(Task statement): The lines from the one holding "and invariant checks." to the end of the records below, exactly as written, are the only thing to return.
⁂
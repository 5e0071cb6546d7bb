//! # `easeml-schema-core`
//!
//! A typed, graph-aware schema model for ease.ml datasets: validation and
//! matching.
//!
//! This crate defines the data model described in the ease.ml schema
//! language (nodes, fields, links and classes), and implements two pure,
//! in-memory operations over it:
//!
//! - **validation** — parsing a schema JSON document into a [`types::Schema`],
//!   enforcing its structural and referential invariants as part of
//!   construction;
//! - **matching** — deciding whether a concrete source schema can be
//!   accepted by a more abstract destination schema containing dimension
//!   variables, producing a resolved schema when it can.
//!
//! The dataset layer (loading, inference and generation) lives in the
//! sibling `easeml-dataset-core` crate, which depends on the types defined
//! here.

#![forbid(unsafe_code)]
#![warn(clippy::all)]

/// Identifier syntax shared by node, field, class and dimension names.
pub mod ident;

/// Error type produced by schema construction, parsing and invariant checks.
pub mod error;

/// The dimension-list unifier.
pub mod dim;

/// The schema data model: nodes, fields, links, classes.
pub mod types;

/// Schema matching: deciding whether a source schema satisfies a destination.
pub mod matcher;

pub use error::{Result, SchemaError};
pub use matcher::{match_schema, matches};
pub use types::{Category, Class, ClassDim, Field, Link, LinkUpper, Node, Schema, Tensor};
⁂
(Output of the task):
/// Error type produced by schema construction, parsing and invariant checks.
pub mod error;

/// The dimension-list unifier.
pub mod dim;

/// The schema data model: nodes, fields, links, classes.
pub mod types;

/// Schema matching: deciding whether a source schema satisfies a destination.
pub mod matcher;

pub use error::{Result, SchemaError};
pub use matcher::{match_schema, matches};
pub use types::{Category, Class, ClassDim, Field, Link, LinkUpper, Node, Schema, Tensor};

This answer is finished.